COLLECTION_NAME: str = "interview_questions"


class LocalEmbeddings:
    """
    Lightweight wrapper around a SentenceTransformer model.  Provides
    convenience methods for embedding a single query string or a list of
    documents.  The model name is fixed to the one used during data
    ingestion (all‑MiniLM‑L6‑v2).
    """

    def __init__(self, model_name: str = "all-MiniLM-L6-v2") -> None:
        global SentenceTransformer  # use global to update when imported
        if SentenceTransformer is None:
            try:
                from sentence_transformers import SentenceTransformer as _ST  # type: ignore
                SentenceTransformer = _ST  # type: ignore
            except Exception as exc:
                # Fail loudly when embeddings cannot be loaded.  The caller
                # should ensure that ``sentence-transformers`` is installed.
                raise RuntimeError(
                    "sentence-transformers is required to compute embeddings.

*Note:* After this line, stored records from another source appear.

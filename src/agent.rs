//! LLM agent module for abstract summarization.
//!
//! Talks to an OpenAI-compatible chat-completion endpoint (OpenRouter by
//! default). When no key is configured, or the request fails in any way, the
//! first few sentences of the input are used instead.

use crate::config::{Config, LlmConfig};
use lazy_static::lazy_static;
use regex::Regex;
use reqwest::Client;
use serde::Serialize;
use serde_json::Value;
use thiserror::Error;
use tracing::{debug, warn};

lazy_static! {
    static ref SENTENCE_BREAK: Regex = Regex::new(r"[.!?]\s+").expect("valid sentence pattern");
}

/// Sentences kept by the extractive fallback
pub const FALLBACK_SENTENCES: usize = 3;

const PROMPT: &str =
    "Summarize this research abstract for a weekly digest (3–4 sentences, technical tone):";

#[derive(Error, Debug)]
pub enum SummarizeError {
    #[error("no API key configured")]
    MissingCredential,
    #[error("HTTP client unavailable")]
    ClientUnavailable,
    #[error("LLM request failed: {0}")]
    Network(#[from] reqwest::Error),
    #[error("failed to parse response: {0}")]
    Malformed(String),
}

/// Result of summarizing one abstract.
#[derive(Debug)]
pub enum SummaryOutcome {
    /// Text returned by the completion API
    Generated(String),
    /// Extractive fallback, with the reason the API was not used
    Fallback {
        text: String,
        reason: SummarizeError,
    },
}

impl SummaryOutcome {
    pub fn text(&self) -> &str {
        match self {
            SummaryOutcome::Generated(text) => text,
            SummaryOutcome::Fallback { text, .. } => text,
        }
    }

    pub fn into_text(self) -> String {
        match self {
            SummaryOutcome::Generated(text) => text,
            SummaryOutcome::Fallback { text, .. } => text,
        }
    }

    pub fn is_fallback(&self) -> bool {
        matches!(self, SummaryOutcome::Fallback { .. })
    }
}

/// Anything that can turn an abstract into digest text
#[allow(async_fn_in_trait)]
pub trait Summarize {
    async fn summarize(&self, text: &str) -> SummaryOutcome;
}

#[derive(Debug, Serialize)]
struct ChatMessage<'a> {
    role: &'a str,
    content: String,
}

#[derive(Debug, Serialize)]
struct ChatRequest<'a> {
    model: &'a str,
    messages: Vec<ChatMessage<'a>>,
    temperature: f32,
    max_tokens: u32,
}

/// Chat-completion summarizer.
///
/// Construction never fails: without an HTTP client every call falls back.
pub struct Summarizer {
    http: Option<Client>,
    config: LlmConfig,
    api_key: Option<String>,
}

impl Summarizer {
    pub fn new(config: &LlmConfig, api_key: Option<&str>) -> Self {
        let http = match Client::builder().timeout(config.timeout()).build() {
            Ok(client) => Some(client),
            Err(e) => {
                warn!(error = %e, "could not build LLM client, summaries will use the fallback");
                None
            }
        };

        Self {
            http,
            config: config.clone(),
            api_key: api_key.map(str::to_string),
        }
    }

    pub fn from_config(config: &Config) -> Self {
        Self::new(&config.llm, config.api_key())
    }

    /// Ask the completion API for a summary, reporting why it could not
    pub async fn try_summarize(&self, text: &str) -> Result<String, SummarizeError> {
        let api_key = self
            .api_key
            .as_deref()
            .ok_or(SummarizeError::MissingCredential)?;
        let http = self.http.as_ref().ok_or(SummarizeError::ClientUnavailable)?;

        let request = ChatRequest {
            model: &self.config.model,
            messages: vec![ChatMessage {
                role: "user",
                content: format!("{}\n\n{}", PROMPT, text),
            }],
            temperature: self.config.temperature,
            max_tokens: self.config.max_tokens,
        };

        debug!(model = %self.config.model, url = %self.config.url, "requesting summary");
        let response = http
            .post(&self.config.url)
            .bearer_auth(api_key)
            .json(&request)
            .send()
            .await?
            .error_for_status()?;

        let raw = response.text().await?;
        let data: Value = serde_json::from_str(&raw)
            .map_err(|e| SummarizeError::Malformed(format!("{}: {}", e, raw)))?;

        extract_content(&data)
    }
}

impl Summarize for Summarizer {
    async fn summarize(&self, text: &str) -> SummaryOutcome {
        match self.try_summarize(text).await {
            Ok(summary) => SummaryOutcome::Generated(summary),
            Err(reason) => {
                if !matches!(reason, SummarizeError::MissingCredential) {
                    warn!(error = %reason, "summarization failed, using extractive fallback");
                }
                SummaryOutcome::Fallback {
                    text: fallback_summary(text),
                    reason,
                }
            }
        }
    }
}

/// Pull the summary text out of a chat-completion response.
///
/// Accepts `choices[0].message.content` or `choices[0].text`; anything else
/// in `choices[0]` is returned as its JSON string.
pub fn extract_content(data: &Value) -> Result<String, SummarizeError> {
    let choice = data
        .get("choices")
        .and_then(|choices| choices.get(0))
        .ok_or_else(|| SummarizeError::Malformed(format!("no choices in response: {}", data)))?;

    let non_empty = |value: Option<&Value>| {
        value
            .and_then(Value::as_str)
            .map(str::trim)
            .filter(|s| !s.is_empty())
            .map(str::to_string)
    };

    let content = non_empty(choice.get("message").and_then(|m| m.get("content")))
        .or_else(|| non_empty(choice.get("text")))
        .unwrap_or_else(|| match choice.as_str() {
            Some(s) => s.trim().to_string(),
            None => choice.to_string(),
        });

    Ok(content)
}

/// Split on whitespace that follows `.`, `!` or `?`
fn split_sentences(text: &str) -> Vec<&str> {
    let mut sentences = Vec::new();
    let mut start = 0;
    for boundary in SENTENCE_BREAK.find_iter(text) {
        // The punctuation mark is one byte and stays with its sentence
        sentences.push(&text[start..boundary.start() + 1]);
        start = boundary.end();
    }
    sentences.push(&text[start..]);
    sentences
}

/// First three sentences of `text`, joined by single spaces
pub fn fallback_summary(text: &str) -> String {
    split_sentences(text)
        .into_iter()
        .take(FALLBACK_SENTENCES)
        .collect::<Vec<_>>()
        .join(" ")
        .trim()
        .to_string()
}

Please install the package."
                ) from exc
        self.model = SentenceTransformer(model_name)  # type: ignore

    def embed_query(self, text: str) -> List[float]:
        """Embed a single query string and return a list of floats."""
        return self.model.encode(text).tolist()

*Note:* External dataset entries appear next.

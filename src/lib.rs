//! # SciPAn
//!
//! Builds a weekly Markdown digest of recent arXiv papers on one topic.
//!
//! ## Pipeline
//!
//! - **Fetch**: query the arXiv Atom API, newest submissions first
//! - **Summarize**: condense each abstract through a chat-completion API, or
//!   keep its first three sentences when that is unavailable
//! - **Write**: render the digest and save it as `digest_<date>.md`

pub mod agent;
pub mod arxiv;
pub mod config;
pub mod digest;
pub mod paper;
pub mod run;
pub mod storage;

pub use agent::{Summarize, Summarizer, SummaryOutcome};
pub use config::Config;
pub use digest::{build_digest, Digest};
pub use paper::PaperRecord;
pub use run::RunReport;
pub use storage::DigestStore;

    def embed_documents(self, documents: Sequence[str]) -> List[List[float]]:
        """Embed a sequence of documents and return a list of vectors."""
        return self.model.encode(list(documents)).tolist()


# Instantiate the embeddings once.  This avoids repeatedly loading
# model weights on each function call.  If sentence-transformers is
# unavailable, ``embeddings`` will be set to ``None`` and similarity
# searches will be disabled.  Consumers should check for ``None``
# where appropriate.
try:
    embeddings: LocalEmbeddings | None = LocalEmbeddings()
except Exception as exc:
    logging.warning(
        "Failed to initialise LocalEmbeddings. Similarity search will be disabled. "
        f"Error: {exc}"
    )
    embeddings = None


def extract_all_roles_from_qdrant(collection_name: str = COLLECTION_NAME) -> List[str]:
    """
    Extract all unique job roles from the specified Qdrant collection.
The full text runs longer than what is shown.